I fancied you when I met you - oh, didn’t we all? Six-foot-something, heavily tattooed and pierced, one of those ridiculous to-die-for bodies, you quickly became the heart throb of our large cluster of misfits. I knew of at least five girls who had fallen head over heels for the tough guy looks and gorgeous smile, so I stuck to being your mate instead. Like I had a chance.

Maybe it felt once or twice like there was chemistry... I put it down to wishful thinking. At eighteen, you in your mid twenties seemed far too sophisticated. You had a girlfriend (have had ever since, for that matter) and too many girls after you, most of whom saw me as the safe platonic friend to ask “do you think he likes me?” and it was a stab wound, every time, to know you’d fancy them over me.

Only... I was completely, utterly wrong, and weren’t they all. Because under that hardcore exterior and behind closed doors you are THE single sissiest boywhore I have ever had the pleasure of, and my god have I had the pleasure of you in every way I can think of.

So next summer, whilst they are swooning over you in your vest top and cut-offs, I will be grinning at the memory of you in stockings and ribbons and frilled lace; in rubber; in cuffs and soaked underwear with the word ‘slut’ scrawled across that lovely washboard stomach. You ARE a slut, my slut, and a brilliantly imaginative and enthusiastic one at that.

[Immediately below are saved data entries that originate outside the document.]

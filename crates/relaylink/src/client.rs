//! The client role: one connection to one host.

use std::sync::Arc;

use relaylink_protocol::PeerId;
use relaylink_session::{
    CloseReason, ConnectionTable, HandshakeState, PeerConnection, Role,
    SessionError,
};
use relaylink_transport::{Relay, RelaySession};
use tokio::task::JoinHandle;

use crate::demux::Demultiplexer;
use crate::{RelayConfig, RelaylinkError};

/// A connected client.
///
/// Created by [`RelayClient::connect`], which only returns once the host
/// has answered with Accept. The client owns its relay session; dropping it
/// (or calling [`shutdown`](Self::shutdown)) tears everything down.
pub struct RelayClient {
    host: PeerId,
    session: Arc<RelaySession>,
    conn: Arc<PeerConnection>,
    demux: JoinHandle<()>,
}

impl RelayClient {
    /// Opens a relay session as `local_id`, sends Connect to `host`, and
    /// waits up to `connect_timeout_secs` for the answer.
    ///
    /// # Errors
    /// - [`SessionError::Capacity`] if the host answered TooManyUsers.
    /// - [`SessionError::Timeout`] if no answer arrived in time.
    /// - [`SessionError::Closed`] if the host or relay ended the session
    ///   before the handshake completed.
    /// - Transport or protocol errors from opening the session.
    ///
    /// Every failure is reported exactly once, and the relay session is
    /// closed before returning.
    pub async fn connect(
        relay: impl Relay,
        local_id: PeerId,
        host: PeerId,
        config: RelayConfig,
    ) -> Result<Self, RelaylinkError> {
        let config = config.validated();
        let channels = Arc::new(config.channel_map()?);

        let session = Arc::new(RelaySession::new(relay));
        session.open(local_id)?;

        let table = ConnectionTable::new(
            1,
            Arc::clone(&session),
            Arc::clone(&channels),
            config.connection_options(),
        );
        let conn = match table.try_admit(host, HandshakeState::Idle) {
            Ok(admission) => Arc::clone(admission.connection()),
            Err(e) => {
                session.close();
                return Err(e.into());
            }
        };

        let demux = Demultiplexer::new(
            Role::Client { host },
            Arc::clone(&session),
            table,
            channels,
            config.max_packets_per_sweep,
        );
        let demux = tokio::spawn(demux.run(config.poll_interval(), config.poll_jitter()));

        tracing::info!(local = %local_id, %host, "connecting to host");
        let mut state = conn.watch_state();
        conn.begin_handshake();

        let timeout = config.connect_timeout();
        let outcome = tokio::time::timeout(
            timeout,
            state.wait_for(|s| s.is_connected() || s.is_closed()),
        )
        .await;

        let failure = match outcome {
            Ok(Ok(state)) => match &*state {
                HandshakeState::Established => None,
                HandshakeState::Closed(CloseReason::Rejected) => {
                    Some(SessionError::Capacity(host))
                }
                HandshakeState::Closed(reason) => Some(SessionError::Closed {
                    peer: host,
                    reason: reason.clone(),
                }),
                _ => None,
            },
            // The sender lives in `conn`, which we hold.
            Ok(Err(_)) => Some(SessionError::Closed {
                peer: host,
                reason: CloseReason::SessionClosed,
            }),
            Err(_) => {
                conn.close(CloseReason::TimedOut);
                Some(SessionError::Timeout {
                    peer: host,
                    after: timeout,
                })
            }
        };

        if let Some(err) = failure {
            tracing::warn!(local = %local_id, %host, error = %err, "connect failed");
            session.close();
            return Err(err.into());
        }

        tracing::info!(local = %local_id, %host, "connected to host");
        Ok(Self {
            host,
            session,
            conn,
            demux,
        })
    }

    /// The host this client is bound to.
    pub fn host(&self) -> PeerId {
        self.host
    }

    /// The connection to the host.
    pub fn connection(&self) -> &Arc<PeerConnection> {
        &self.conn
    }

    /// Returns `true` while connected to the host.
    pub fn is_connected(&self) -> bool {
        self.conn.is_connected()
    }

    /// Runs the local disconnect sequence (the host gets a Disconnect).
    pub async fn disconnect(&self) {
        self.conn.disconnect().await;
    }

    /// Disconnects and closes the relay session.
    pub async fn shutdown(self) {
        self.conn.disconnect().await;
        self.session.close();
    }

    /// Returns `true` while the relay session and demultiplexer are alive.
    pub fn is_running(&self) -> bool {
        self.session.is_open() && !self.demux.is_finished()
    }
}

impl Drop for RelayClient {
    fn drop(&mut self) {
        self.session.close();
    }
}

impl std::fmt::Debug for RelayClient {
    fn fmt(&self, f: &mut std::fmt::Formatter<'_>) -> std::fmt::Result {
        f.debug_struct("RelayClient")
            .field("host", &self.host)
            .field("conn", &self.conn)
            .finish()
    }
}
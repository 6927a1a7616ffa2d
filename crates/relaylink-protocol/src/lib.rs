//! Wire-level vocabulary for relaylink.
//!
//! This crate defines what travels between two peers over the relay:
//!
//! - **Identity & channel types** ([`PeerId`], [`WireChannel`],
//!   [`LogicalChannel`], [`Reliability`]).
//! - **Channel map** ([`ChannelMap`]): the static assignment of logical
//!   channels and the control channel to relay wire channels.
//! - **Control messages** ([`ControlMessage`], [`Route`]): the one-byte
//!   handshake vocabulary and the routing decision for an inbound packet.
//! - **Errors** ([`ProtocolError`]).
//!
//! # Architecture
//!
//! The protocol layer sits below everything else. It knows nothing about
//! sessions, tasks, or the relay backend, only how bytes are laid out.
//!
//! ```text
//! Relay (bytes + wire channel) → Protocol (Route) → Session (per-peer state)
//! ```

mod channel;
mod control;
mod error;
mod types;

pub use channel::ChannelMap;
pub use control::{ControlMessage, Route};
pub use error::ProtocolError;
pub use types::{LogicalChannel, PeerId, Reliability, WireChannel};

When they finish fishing for compliments and come to tell me that you’ve said they’ve got nice eyes, or you like their hair, I will smile and “oh really, wow”. I’ll be dying to tell them the things you’ve said to me, about me, about yourself, offered to do or in fact done in my name, but I’ll content myself with remembering how you sound whimpering, praying, begging not even for anything specific but purely groveling because I am your Goddess and you adore me.

And whilst I’m attached now and you should probably sort yourself out, I will forever take delight in remembering that you were my bitch.